3D Printers are going to change the world. With a 3D Printer, a blueprint, and some plastic, you can make any object you want with the click of a button, right from your couch. Since 2010, these machines have been commercially available and used for all kinds of helpful purposes.

But one man is using 3D printers to make guns. Cody R. Wilson, a 25 year-old University of Texas law student and avid gun enthusiast, is using 3D printers to design and print fully functioning rifle parts. In doing so, he has turned the issue of gun control inside out.

He’s founded Defense Distributed, an online, open-source organization that designs “wiki weapons.” The organization’s primary goal is “to develop and freely publish firearms-related design schematics that can be downloaded and reproduced by anyone with a 3D printer.”

Wilson runs Defense Distributed from his Austin apartment, where he and “a handful of guys really talented at SolidWorks” (the same computer-aided design engineering software many of MLEC’s engineers are professionally certified in) produce and test homemade assault rifles. Videos of him firing massive plastic guns with hundred round clips have made him infamous.

Within ten years, every household could have a 3D printer, so what’s to stop any criminal from downloading files for guns and printing them in his living room? Restricting gun purchasing will be futile if users don’t need to actually buy the guns to get them.

Why ban fully automatics? Why mandate background checks? Why ban clips that hold over 10 bullets? Why go to the trouble when the most determined of murderers will build their arsenals under the government’s nose?

Cody Wilson is a crypto-anarchist and says this is exactly the point he is trying to make. He wants everybody to have access to guns and has spread his gun files on the web, which have already amassed hundreds of thousands of downloads.

Ladd Everitt, director of communications for The Coalition to Stop Gun Violence, said, “The gun laws are so weak in this country, it’s hard to imagine that there is any reason for someone to go out and buy a 3-D printer, download these blueprints, and test-print a gun, when even people who are clearly dangerous can get guns, if not through licensed sales, then through private ones.”
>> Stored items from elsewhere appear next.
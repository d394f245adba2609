//! `llama context ...`: manage the saved catalog servers.

use std::path::Path;

use anyhow::Result;

use crate::config::{ClientConfig, Context};

/// List all contexts, marking the current one.
pub fn list(config_path: &Path) -> Result<()> {
    let config = ClientConfig::load(config_path)?;

    if config.contexts.is_empty() {
        println!("No contexts configured.");
        println!("Run: llama context set <name> --server <url>");
        return Ok(());
    }

    println!("{:2} {:20} {:40}", "", "NAME", "SERVER");
    for ctx in &config.contexts {
        let marker = if ctx.name == config.current_context { "*" } else { " " };
        let server = if ctx.server.is_empty() { "-" } else { &ctx.server };
        println!("{:2} {:20} {:40}", marker, ctx.name, server);
    }
    Ok(())
}

/// Create or update a context.
pub fn set(name: &str, server: Option<&str>, config_path: &Path) -> Result<()> {
    let mut config = ClientConfig::load(config_path)?;

    let existed = match config.get_mut(name) {
        Some(ctx) => {
            if let Some(s) = server {
                ctx.server = s.trim_end_matches('/').to_string();
            }
            true
        }
        None => {
            config.upsert_context(Context {
                name: name.to_string(),
                server: server.unwrap_or_default().trim_end_matches('/').to_string(),
            });
            false
        }
    };

    config.save(config_path)?;
    if existed {
        println!("Context \"{}\" updated.", name);
    } else {
        println!("Context \"{}\" created.", name);
    }
    Ok(())
}

/// Switch the current context.
pub fn use_context(name: &str, config_path: &Path) -> Result<()> {
    let mut config = ClientConfig::load(config_path)?;

    if !config.contexts.iter().any(|c| c.name == name) {
        anyhow::bail!(
            "Context \"{}\" not found. Run `llama context list` to see available contexts.",
            name
        );
    }

    config.current_context = name.to_string();
    config.save(config_path)?;
    println!("Switched to context \"{}\".", name);
    Ok(())
}

pub fn delete(name: &str, config_path: &Path) -> Result<()> {
    let mut config = ClientConfig::load(config_path)?;

    if !config.remove_context(name) {
        anyhow::bail!("Context \"{}\" not found.", name);
    }

    config.save(config_path)?;
    println!("Context \"{}\" deleted.", name);
    Ok(())
}

#[cfg(test)]
mod tests {
    use super::*;

    #[test]
    fn set_creates_then_updates() {
        let dir = tempfile::tempdir().unwrap();
        let path = dir.path().join("config.toml");

        set("local", Some("http://localhost:8080/"), &path).unwrap();
        set("local", Some("http://localhost:9090"), &path).unwrap();

        let config = ClientConfig::load(&path).unwrap();
        assert_eq!(config.contexts.len(), 1);
        assert_eq!(config.current_context, "local");
        assert_eq!(config.contexts[0].server, "http://localhost:9090");
    }

    #[test]
    fn set_without_server_keeps_existing_url() {
        let dir = tempfile::tempdir().unwrap();
        let path = dir.path().join("config.toml");

        set("local", Some("http://localhost:8080"), &path).unwrap();
        set("local", None, &path).unwrap();

        let config = ClientConfig::load(&path).unwrap();
        assert_eq!(config.contexts[0].server, "http://localhost:8080");
    }

    #[test]
    fn use_switches_current() {
        let dir = tempfile::tempdir().unwrap();
        let path = dir.path().join("config.toml");
        set("local", Some("http://localhost:8080"), &path).unwrap();
        set("stage", Some("http://stage:8080"), &path).unwrap();

        use_context("stage", &path).unwrap();
        assert_eq!(ClientConfig::load(&path).unwrap().current_context, "stage");
        assert!(use_context("prod", &path).is_err());
    }

    #[test]
    fn delete_unknown_fails() {
        let dir = tempfile::tempdir().unwrap();
        let path = dir.path().join("config.toml");
        set("local", None, &path).unwrap();

        delete("local", &path).unwrap();
        assert!(delete("local", &path).is_err());
        assert!(ClientConfig::load(&path).unwrap().contexts.is_empty());
    }
}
Wilson has stirred up controversy and criticism for what he is doing, but this technology’s potential for harm is inevitable. He argues he is doing a favor by bringing this question into the national spotlight early. Currently, there are no laws prohibiting the digital manufacturing of weapons, so what he is doing is not illegal. But would outlawing it prove effective?

Such a publicly accessible technology seems nearly impossible to regulate without Orwellian levels of “big brother” spying, and America will never stand for cameras in every room in the nation.

It will be a hard problem to solve, but it touches light on the greatest challenge that humanity faces. As we become exponentially more technologically capable, we will get to the point where law and freedom cannot coexist effectively. Unless we want to live in a dystopian nanny state, we must eliminate the will to do evil from our race, and become an inherently peaceful Earth. If not, all it will take is a bad man with a button, and we will soon cease to exist.